It appears, as with many other things, the money aspect has wiped out the reasoning in the first place – creative stimulation. How anyone can see that as anything but bad is a mystery, since it only requires the application of a little common sense.

Ben jones

Thursday, June 29, 2006

UK copyright lobby discredits MPAA study pt 2

First, if you haven't read part 1, I would advise you to.

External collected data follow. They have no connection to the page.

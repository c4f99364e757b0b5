use anyhow::{Context, Result};
use image::imageops::{self, FilterType};
use image::{Rgba, RgbaImage};
use std::path::Path;

use crate::media::assets::Background;
use crate::media::renderer::FrameLayout;
use crate::text::caption::{FixedAdvance, TextMeasure};
use crate::text::font::CaptionFont;

// @module: Still-frame composition

// @const: Marker drawn on placeholder backgrounds
pub const PLACEHOLDER_MARKER: &str = "image unavailable";

/// Draws background, avatar pose and boxed caption into one RGBA frame
pub struct StillCanvas<'a> {
    layout: &'a FrameLayout,
    font: Option<&'a CaptionFont>,
}

impl<'a> StillCanvas<'a> {
    pub fn new(layout: &'a FrameLayout, font: Option<&'a CaptionFont>) -> Self {
        Self { layout, font }
    }

    /// Compose the frame and write it as PNG
    pub fn render_to_file(&self, background: &Background, avatar: &Path, lines: &[String], output: &Path) -> Result<()> {
        let frame = self.compose(background, avatar, lines)?;
        frame
            .save_with_format(output, image::ImageFormat::Png)
            .with_context(|| format!("Failed to write still frame {:?}", output))
    }

    /// Compose the frame in memory
    pub fn compose(&self, background: &Background, avatar: &Path, lines: &[String]) -> Result<RgbaImage> {
        let mut frame = self.background_frame(background)?;

        let pose = image::open(avatar)
            .with_context(|| format!("Failed to decode avatar {:?}", avatar))?;
        let ratio = self.layout.avatar_width as f32 / pose.width().max(1) as f32;
        let pose_height = ((pose.height() as f32 * ratio).round() as u32).max(1);
        let pose = pose.resize_exact(self.layout.avatar_width, pose_height, FilterType::Triangle);
        imageops::overlay(&mut frame, &pose.to_rgba8(), self.layout.avatar_x as i64, self.layout.avatar_y as i64);

        self.draw_caption(&mut frame, lines);
        Ok(frame)
    }

    fn background_frame(&self, background: &Background) -> Result<RgbaImage> {
        let (width, height) = (self.layout.width, self.layout.height);
        match background {
            Background::Image { path, .. } => {
                let image = image::open(path)
                    .with_context(|| format!("Failed to decode background {:?}", path))?;
                Ok(image.resize_exact(width, height, FilterType::Triangle).to_rgba8())
            }
            Background::Placeholder => {
                let [r, g, b] = self.layout.placeholder_rgb;
                let mut frame = RgbaImage::from_pixel(width, height, Rgba([r, g, b, 255]));
                self.draw_placeholder_marker(&mut frame);
                Ok(frame)
            }
        }
    }

    fn draw_placeholder_marker(&self, frame: &mut RgbaImage) {
        let grey = Rgba([200, 200, 200, 255]);
        match self.font {
            Some(font) => {
                let margin = self.layout.box_border as f32 * 2.0;
                self.draw_text_line(frame, font, PLACEHOLDER_MARKER, margin, margin + font.ascent(), grey);
            }
            None => {
                // No font to write with, cross the frame out instead
                let (w, h) = (frame.width() as i64, frame.height() as i64);
                let steps = w.max(h);
                for i in 0..steps {
                    let x = i * w / steps;
                    let y = i * h / steps;
                    put_blended(frame, x, y, grey, 1.0);
                    put_blended(frame, w - 1 - x, y, grey, 1.0);
                }
            }
        }
    }

    fn draw_caption(&self, frame: &mut RgbaImage, lines: &[String]) {
        if lines.is_empty() {
            return;
        }
        let layout = self.layout;
        let fallback = FixedAdvance::for_font_size(layout.font_size);
        let measure: &dyn TextMeasure = match self.font {
            Some(font) => font,
            None => &fallback,
        };
        let line_height = self.font.map(CaptionFont::line_height).unwrap_or(layout.font_size);
        let spacing = layout.line_spacing as f32;
        let border = layout.box_border as f32;

        let widths: Vec<f32> = lines.iter().map(|line| measure.width(line)).collect();
        let block_width = widths.iter().cloned().fold(0.0_f32, f32::max);
        let block_height = lines.len() as f32 * line_height + (lines.len() - 1) as f32 * spacing;
        let top = layout.height as f32 - layout.bottom_margin as f32 - block_height;
        let left = (layout.width as f32 - block_width) / 2.0;

        fill_rect(
            frame,
            (left - border) as i64,
            (top - border) as i64,
            (block_width + 2.0 * border).ceil() as i64,
            (block_height + 2.0 * border).ceil() as i64,
            Rgba([0, 0, 0, 255]),
            layout.box_opacity,
        );

        let Some(font) = self.font else {
            return;
        };
        let white = Rgba([255, 255, 255, 255]);
        for (i, (line, width)) in lines.iter().zip(&widths).enumerate() {
            let x = (layout.width as f32 - width) / 2.0;
            let baseline = top + font.ascent() + i as f32 * (line_height + spacing);
            self.draw_text_line(frame, font, line, x, baseline, white);
        }
    }

    fn draw_text_line(&self, frame: &mut RgbaImage, font: &CaptionFont, text: &str, x: f32, baseline: f32, color: Rgba<u8>) {
        let mut pen_x = x;
        let mut previous: Option<char> = None;
        for ch in text.chars() {
            if let Some(prev) = previous {
                pen_x += font.kern(prev, ch);
            }
            let (metrics, coverage) = font.rasterize(ch);
            let glyph_left = (pen_x + metrics.xmin as f32).round() as i64;
            let glyph_top = (baseline - metrics.height as f32 - metrics.ymin as f32).round() as i64;

            for row in 0..metrics.height {
                for col in 0..metrics.width {
                    let alpha = coverage[row * metrics.width + col] as f32 / 255.0;
                    if alpha > 0.0 {
                        put_blended(frame, glyph_left + col as i64, glyph_top + row as i64, color, alpha);
                    }
                }
            }
            pen_x += metrics.advance_width;
            previous = Some(ch);
        }
    }
}

fn fill_rect(frame: &mut RgbaImage, x: i64, y: i64, width: i64, height: i64, color: Rgba<u8>, alpha: f32) {
    for py in y.max(0)..(y + height).min(frame.height() as i64) {
        for px in x.max(0)..(x + width).min(frame.width() as i64) {
            put_blended(frame, px, py, color, alpha);
        }
    }
}

fn put_blended(frame: &mut RgbaImage, x: i64, y: i64, color: Rgba<u8>, alpha: f32) {
    if x < 0 || y < 0 || x >= frame.width() as i64 || y >= frame.height() as i64 {
        return;
    }
    let pixel = frame.get_pixel_mut(x as u32, y as u32);
    let alpha = alpha.clamp(0.0, 1.0);
    for channel in 0..3 {
        let base = pixel.0[channel] as f32;
        pixel.0[channel] = (base * (1.0 - alpha) + color.0[channel] as f32 * alpha).round() as u8;
    }
    pixel.0[3] = 255;
}
// @module: Caption layout and escaping

/// Width of a run of text in pixels
pub trait TextMeasure: Send + Sync {
    /// Rendered width of `text` on one line
    fn width(&self, text: &str) -> f32;
}

/// Measure that gives every character the same advance.
///
/// Used when no font file is available to measure real glyphs.
#[derive(Debug, Clone, Copy)]
pub struct FixedAdvance {
    // @field: Advance of one character in pixels
    pub advance: f32,
}

impl FixedAdvance {
    /// Average advance of a proportional sans font at `font_size`
    pub fn for_font_size(font_size: f32) -> Self {
        Self {
            advance: font_size * 0.55,
        }
    }
}

impl TextMeasure for FixedAdvance {
    fn width(&self, text: &str) -> f32 {
        text.chars().count() as f32 * self.advance
    }
}

/// Wrap text into lines no wider than `max_width`.
///
/// Lines break at whitespace. A word that does not fit on an empty line is
/// broken between characters; its last piece starts the next line so the
/// following words can join it.
pub fn wrap_caption(measure: &dyn TextMeasure, text: &str, max_width: f32) -> Vec<String> {
    let mut lines = Vec::new();
    let mut current = String::new();

    for word in text.split_whitespace() {
        let candidate = if current.is_empty() {
            word.to_string()
        } else {
            format!("{} {}", current, word)
        };
        if measure.width(&candidate) <= max_width {
            current = candidate;
            continue;
        }

        if !current.is_empty() {
            lines.push(std::mem::take(&mut current));
        }
        if measure.width(word) <= max_width {
            current = word.to_string();
            continue;
        }

        let mut piece = String::new();
        for ch in word.chars() {
            let mut next = piece.clone();
            next.push(ch);
            if !piece.is_empty() && measure.width(&next) > max_width {
                lines.push(std::mem::replace(&mut piece, ch.to_string()));
            } else {
                piece = next;
            }
        }
        current = piece;
    }

    if !current.is_empty() {
        lines.push(current);
    }
    lines
}

/// Escape caption text for a `drawtext` `text=` option inside a filter graph.
///
/// Two levels apply: the option parser (`\`, `'`, `:`) and then the filter
/// graph parser (`\`, `'`, `[`, `]`, `,`, `;`). The filter must also set
/// `expansion=none` so `%` is taken literally.
pub fn escape_drawtext(text: &str) -> String {
    let option_level = escape_chars(text, &['\\', '\'', ':']);
    escape_chars(&option_level, &['\\', '\'', '[', ']', ',', ';'])
}

fn escape_chars(text: &str, special: &[char]) -> String {
    let mut escaped = String::with_capacity(text.len() + 8);
    for ch in text.chars() {
        if special.contains(&ch) {
            escaped.push('\\');
        }
        escaped.push(ch);
    }
    escaped
}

There have been a number of enquiries come in, as to what the conversation has said, and more than once, there has been the allegation that the story is not true. Its been a busy week, but here at last, the emails.



From: B Jones
Sent: 20 May 2006 00:15
To: info@jdapr.co.uk
Subject: request for clarification of data on piracyisacrime.com


Dear sir/madam

I am sending this email to ask for a clarification of some of the data on your site, specifically its with reference to the second paragraph on the page http://www.piracyisacrime.com/bigissue/

My problem is that the figures given vary (between 7-13%, depending on exchange rate) with the figures published by the MPAA in their Lek study (http://mpaa.org/press_releases/2006_05_03leksumm.pdf - page 4). the ITFIPA figures for lost VAT only matches the MPAA figure if the US/UK exchange rate is $1.62=£1 - a rate that has certainly not been seen in the past 12 months.

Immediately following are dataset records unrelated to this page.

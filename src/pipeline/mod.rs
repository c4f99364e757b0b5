/*!
 * Pipeline entry points.
 *
 * `VideoPipeline` runs one request end to end: assets, narration, sentence
 * timing, caption translation, segment rendering and assembly. `record`
 * holds the heritage record input format used by the record and batch entry
 * points.
 */

pub mod orchestrator;
pub mod record;

pub use orchestrator::{RunState, VideoPipeline, VideoResponse};
pub use record::{HeritageRecord, LengthVariant};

Thus the question is, how can two organisations with much the same membership, express figures purporting the same thing, yet have such a radical difference in values. how were such values calculated, and how were they checked to be sure they were either accurate or representative.

Yours,

Ben jones
cc: MPAA




On Tue, 23 May 2006 12:58:00 +0100 , "Stefanie Riese-McCartney" wrote:
In reply to your query on the MPA/LEK study findings, please see the attached. 

This information is so old now (research done in 2004) that I’m afraid it’s lost its currency, which is why we haven’t used it.  The apparent anomalies between our locally produced consumer research and the MPA study are due to the fact that the methodologies employed were completely different. The figure quoted in the MPA research is not a consumer spending loss figure and it is not a loss figure to the industry worldwide -  it is only the revenue loss suffered by the MPA member companies.  So it is a different calculation from the industry loss figures we are talking about locally.

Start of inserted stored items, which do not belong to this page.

/// Caption configuration
#[derive(Debug, Serialize, Deserialize, Clone)]
pub struct CaptionConfig {
    /// TrueType/OpenType font used to measure and draw captions
    #[serde(default)]
    pub font_file: Option<PathBuf>,

    /// Font family handed to the transcoder when no font file is set
    #[serde(default = "default_font_family")]
    pub font_family: String,

    /// Font size in pixels
    #[serde(default = "default_font_size")]
    pub font_size: f32,

    /// Width of the caption text box in pixels
    #[serde(default = "default_caption_max_width")]
    pub max_width: f32,

    /// Extra space between caption lines in pixels
    #[serde(default = "default_line_spacing")]
    pub line_spacing: u32,

    /// Padding of the caption box around the text in pixels
    #[serde(default = "default_box_border")]
    pub box_border: u32,

    /// Gap between the caption block and the bottom edge in pixels
    #[serde(default = "default_bottom_margin")]
    pub bottom_margin: u32,

    /// Opacity of the black caption box (0.0 to 1.0)
    #[serde(default = "default_box_opacity")]
    pub box_opacity: f32,
}

impl Default for CaptionConfig {
    fn default() -> Self {
        Self {
            font_file: None,
            font_family: default_font_family(),
            font_size: default_font_size(),
            max_width: default_caption_max_width(),
            line_spacing: default_line_spacing(),
            box_border: default_box_border(),
            bottom_margin: default_bottom_margin(),
            box_opacity: default_box_opacity(),
        }
    }
}

/// Log verbosity level
#[derive(Debug, Serialize, Deserialize, Clone, PartialEq, Default)]
#[serde(rename_all = "lowercase")]
pub enum LogLevel {
    Error,
    Warn,
    #[default]
    Info,
    Debug,
    Trace,
}

impl LogLevel {
    /// Matching `log` filter
    pub fn to_level_filter(&self) -> LevelFilter {
        match self {
            Self::Error => LevelFilter::Error,
            Self::Warn => LevelFilter::Warn,
            Self::Info => LevelFilter::Info,
            Self::Debug => LevelFilter::Debug,
            Self::Trace => LevelFilter::Trace,
        }
    }
}

fn parse_hex_rgb(value: &str) -> Result<[u8; 3]> {
    let hex = value.trim().trim_start_matches('#');
    if hex.len() != 6 || !hex.chars().all(|c| c.is_ascii_hexdigit()) {
        return Err(anyhow!("Invalid RGB hex colour: {}", value));
    }
    let channel = |i: usize| u8::from_str_radix(&hex[i..i + 2], 16);
    Ok([channel(0)?, channel(2)?, channel(4)?])
}

fn default_language() -> String {
    "es".to_string()
}

fn default_native_language() -> String {
    "es".to_string()
}

fn default_local_language_sentinel() -> String {
    "local".to_string()
}

fn default_max_text_chars() -> usize {
    130_000
}

fn default_render_concurrency() -> usize {
    1
}

fn default_translation_concurrency() -> usize {
    4
}

fn default_timeout_secs() -> u64 {
    30
}

fn default_true() -> bool {
    true
}

fn default_tts_endpoint() -> String {
    "https://translate.google.com/translate_tts".to_string()
}

fn default_tts_chunk_chars() -> usize {
    // Longest text the TTS endpoint accepts in one request
    200
}

fn default_narration_duration_secs() -> f64 {
    5.0
}

fn default_translate_endpoint() -> String {
    "https://translate.googleapis.com/translate_a/single".to_string()
}

fn default_translate_chunk_chars() -> usize {
    4500
}

fn default_avatar_urls() -> Vec<String> {
    vec![
        "https://facturacion-electronica.ec/wp-content/uploads/2019/04/scratching_head_pc_800_clr_2723.png".to_string(),
        "https://pbs.twimg.com/media/BqQ5S0iCQAACkRA.png".to_string(),
    ]
}

fn default_image_url() -> String {
    "https://res.cloudinary.com/worldpackers/image/upload/c_limit,f_auto,q_auto,w_1140/ywx1rgzx6zwpavg3db1f".to_string()
}

fn default_fetch_attempts() -> u32 {
    2
}

fn default_ffmpeg_path() -> String {
    "ffmpeg".to_string()
}

fn default_ffprobe_path() -> String {
    "ffprobe".to_string()
}

fn default_frame_width() -> u32 {
    800
}

fn default_frame_height() -> u32 {
    600
}

fn default_frame_rate() -> u32 {
    30
}

fn default_avatar_width() -> u32 {
    300
}

fn default_avatar_x() -> u32 {
    500
}

fn default_avatar_y() -> u32 {
    200
}

fn default_placeholder_color() -> String {
    "303030".to_string()
}

fn default_encode_timeout_secs() -> u64 {
    300
}

fn default_font_family() -> String {
    "DejaVu Sans".to_string()
}

fn default_font_size() -> f32 {
    36.0
}

fn default_caption_max_width() -> f32 {
    700.0
}

fn default_line_spacing() -> u32 {
    15
}

fn default_box_border() -> u32 {
    10
}

fn default_bottom_margin() -> u32 {
    20
}

fn default_box_opacity() -> f32 {
    0.5
}

impl Config {
    /// Validate the configuration for consistency and required values
    pub fn validate(&self) -> Result<()> {
        crate::language_utils::provider_language_code(&self.default_language)
            .map_err(|e| anyhow!("default_language: {}", e))?;
        crate::language_utils::provider_language_code(&self.native_language)
            .map_err(|e| anyhow!("native_language: {}", e))?;

        if self.local_language_sentinel.trim().is_empty() {
            return Err(anyhow!("local_language_sentinel must not be empty"));
        }
        if self.max_text_chars == 0 {
            return Err(anyhow!("max_text_chars must be positive"));
        }
        if self.render_concurrency == 0 || self.translation_concurrency == 0 {
            return Err(anyhow!("render_concurrency and translation_concurrency must be at least 1"));
        }

        if self.narration.max_chunk_chars < 2 {
            return Err(anyhow!("narration.max_chunk_chars must be at least 2"));
        }
        if !(self.narration.default_duration_secs.is_finite() && self.narration.default_duration_secs > 0.0) {
            return Err(anyhow!("narration.default_duration_secs must be a positive number"));
        }
        if self.translation.provider == TranslationBackend::Google && self.translation.max_chunk_chars == 0 {
            return Err(anyhow!("translation.max_chunk_chars must be positive"));
        }

        if self.assets.avatar_urls.iter().all(|url| url.trim().is_empty()) {
            return Err(anyhow!("At least one avatar URL is required"));
        }
        if self.assets.default_image_url.trim().is_empty() {
            return Err(anyhow!("assets.default_image_url must not be empty"));
        }
        if self.assets.fetch_attempts == 0 {
            return Err(anyhow!("assets.fetch_attempts must be at least 1"));
        }

        let media = &self.media;
        if media.frame_width == 0 || media.frame_height == 0 {
            return Err(anyhow!("Frame width/height must be non-zero"));
        }
        if media.frame_width % 2 != 0 || media.frame_height % 2 != 0 {
            // yuv420p output needs even dimensions
            return Err(anyhow!("Frame width/height must be even"));
        }
        if media.frame_rate == 0 {
            return Err(anyhow!("Frame rate must be non-zero"));
        }
        if media.avatar_width == 0 || media.avatar_width > media.frame_width {
            return Err(anyhow!("Avatar width must be between 1 and the frame width"));
        }
        media.placeholder_rgb()?;

        let caption = &self.caption;
        if !(caption.font_size > 0.0) {
            return Err(anyhow!("Caption font size must be positive"));
        }
        if !(caption.max_width > 0.0) || caption.max_width > media.frame_width as f32 {
            return Err(anyhow!("Caption max width must be between 1 and the frame width"));
        }
        if !(0.0..=1.0).contains(&caption.box_opacity) {
            return Err(anyhow!("Caption box opacity must be between 0 and 1"));
        }
        if let Some(font_file) = &caption.font_file {
            if !font_file.is_file() {
                return Err(anyhow!("Caption font file not found: {}", font_file.display()));
            }
        }

        Ok(())
    }
}

/// Default implementation for Config
impl Default for Config {
    fn default() -> Self {
        Config {
            default_language: default_language(),
            native_language: default_native_language(),
            local_language_sentinel: default_local_language_sentinel(),
            max_text_chars: default_max_text_chars(),
            render_strategy: RenderStrategy::default(),
            render_concurrency: default_render_concurrency(),
            translation_concurrency: default_translation_concurrency(),
            narration: NarrationConfig::default(),
            translation: TranslationConfig::default(),
            assets: AssetConfig::default(),
            media: MediaConfig::default(),
            caption: CaptionConfig::default(),
            log_level: LogLevel::default(),
        }
    }
}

I hope this clarifies things.

Kind regards
Stefanie

Stefanie Riese-McCartney
JDA PR

(On the behalf of the Industry Trust for IP Awareness)



From: B Jones
Sent: 24 May 2006 00:02
To: Stefanie Riese-McCartney
Subject: RE: request for clarification o data on piracyisacrime.com


Dear Ms Riese McCartney
I'm afraid I have to send you another email. Your response did not answer my points, perhaps down to a miscommunication. In my question (kept below) I asked about 'lost VAT' of £108.5Million, on a page copyrighted at 2006. Therefore, I can only assume its a recent figure, after all, if its an old figure with no currency, why is it still on the site, let alone updated. Indeed the only timeframe reference on the page . Additionally, the figure I had put it in comparison to was not "a loss figure to the industry worldwide" as you so succinctly put it, but then, neither is it "the revenue loss suffered by the MPA member companies". in fact, the figure to which I referred you (again, on the lower half of page 4) there is a table showing "Tax Loss Estimates (USD$M)" and listing the UK at '176', or roughly £99.1million. Your VAT estimate is £9.4million over.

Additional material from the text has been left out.